Erez Yalon, Director of Security Research
Cloud-native security will take center stage.
API has been the buzzword when it comes to modern software development and security. But if 2020 was the year of the API, 2021 will be the year where cloud-native security steals the spotlight. APIs play a major role in cloud-native security, but the focus will turn to how cloud-based technologies continue to proliferate and increase in adoption across organizations. Securing the resulting ecosystems of interconnected cloud-based solutions will become a priority.
In its current state, widespread understanding of cloud-native security is still in its infancy. APIs, containers, and orchestration tools are now commonplace in software development, and organizations have been working hard to increase the connectivity between the different tools they have employed to boost efficiency and productivity. But at each point of connection, there is risk of a vulnerability that could lead to a breach. In 2021, we will see organizations come to grips with this reality of software complexity and take steps toward protecting themselves.

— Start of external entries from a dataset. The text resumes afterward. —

/// Categorized invocation failure
#[derive(Debug, Error)]
pub enum InvokeError {
    #[error("failed to start executor '{executor}': {source}")]
    StartFailure {
        executor: String,
        #[source]
        source: std::io::Error,
    },

    #[error("executor exited with status {code}")]
    ExitNonZero { code: i32 },

    #[error("executor timed out after {secs}s")]
    Timeout { secs: u64 },

    #[error("invocation cancelled")]
    Cancelled,

    #[error("executor output exceeded {cap} bytes")]
    OutputTooLarge { cap: usize },
}

/// Per-invocation options
pub struct InvokeOptions {
    pub working_dir: PathBuf,
    pub extra_flags: Vec<String>,
    pub timeout: Duration,
    pub on_output: Option<OutputFn>,
    pub on_process_stats: Option<StatsFn>,
}

impl InvokeOptions {
    pub fn new(working_dir: &std::path::Path, timeout: Duration) -> Self {
        Self {
            working_dir: working_dir.to_path_buf(),
            extra_flags: Vec::new(),
            timeout,
            on_output: None,
            on_process_stats: None,
        }
    }
}

/// Captured output plus the categorized error, if any
#[derive(Debug)]
pub struct InvokeOutcome {
    /// Full captured stdout, trimmed
    pub stdout: String,
    pub error: Option<InvokeError>,
}

/// How one wait ended
enum WaitOutcome {
    Exited(std::process::ExitStatus),
    TimedOut,
    Cancelled,
    CapExceeded,
}

/// Configured executor binary
#[derive(Debug, Clone)]
pub struct Invoker {
    executor: String,
    base_flags: Vec<String>,
}
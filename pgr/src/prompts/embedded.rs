//! Embedded prompts
//!
//! Compiled into the binary from .pmt files at build time.

use tracing::debug;

/// Phased task prompt for ticket/plan work items
pub const TASK_PHASED: &str = include_str!("../../prompts/task_phased.pmt");

/// Phaseless task prompt for ad-hoc `run` work
pub const TASK_PHASELESS: &str = include_str!("../../prompts/task_phaseless.pmt");

/// Fix-pass prompt fed with confirmed review issues
pub const REVIEW_FIX: &str = include_str!("../../prompts/review_fix.pmt");

/// Default review agent prompt
pub const REVIEW_AGENT: &str = include_str!("../../prompts/review_agent.pmt");

/// Validator prompt fed with the issue list as YAML
pub const VALIDATOR: &str = include_str!("../../prompts/validator.pmt");

/// Plan file scaffold
pub const PLAN: &str = include_str!("../../prompts/plan.pmt");

/// Get an embedded prompt by name
pub fn get_embedded(name: &str) -> Option<&'static str> {
    debug!(%name, "get_embedded: called");
    match name {
        "task-phased" => Some(TASK_PHASED),
        "task-phaseless" => Some(TASK_PHASELESS),
        "review-fix" => Some(REVIEW_FIX),
        "review-agent" => Some(REVIEW_AGENT),
        "validator" => Some(VALIDATOR),
        "plan" => Some(PLAN),
        _ => {
            debug!(%name, "get_embedded: no match found");
            None
        }
    }
}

Vulnerable APIs will be most responsible for software and application-related breaches.
While awareness around API security has improved over the past few years, we can still predict that APIs will remain a top, if not the top, attack vector for adversaries in 2021. While APIs have become a convenient way for developers to build and run more complex applications, issues like access control pose a challenge to developers as accounting for and eliminating these vulnerabilities is a difficult task with few easy solutions.
As malicious actors continue to ramp up their API-targeted attacks and organizations play catch-up in their understanding of how these programs can be exploited, adversaries will capitalize on this gap in the near-term, forcing developers to quickly identify ways to better secure API authentication and authorization processes.
Legacy IoT devices will render consumers particularly vulnerable.
One other area I’ll be paying close attention to in 2021 is older models of IoT devices still being deployed and active in corporate and personal environments. Over the past few years, we’ve seen an explosion in connected devices, so much so that our lives are inundated with them. We’ve grown accustomed to having IoT devices operate in the background without thinking twice about replacing, upgrading, or scrapping them altogether.
As these gadgets grow older but remain in use, many manufacturers have stopped supporting them with software updates and patches as they prioritize newer models, making older models prime targets for malicious actors looking for easy access points. As time moves on, vulnerabilities in these now outdated products will be discovered and exploited. Like the saying goes, eventually “everything old becomes new again,” which rings especially true for hackers.
Some progress on IoT security, but still ground to cover.
We will still have a lot of ground to cover with IoT security come 2021. The industry has taken steps in the right direction, such as the U.S. government passing a bill on IoT security, but the issue continues to reside in the lack of action on the part of consumers and manufacturers. Until consumers put real pressure on governments and manufacturers for improved security for IoT devices, or manufacturers take place a great emphasis for IoT security, this will be a continuing cause for concern.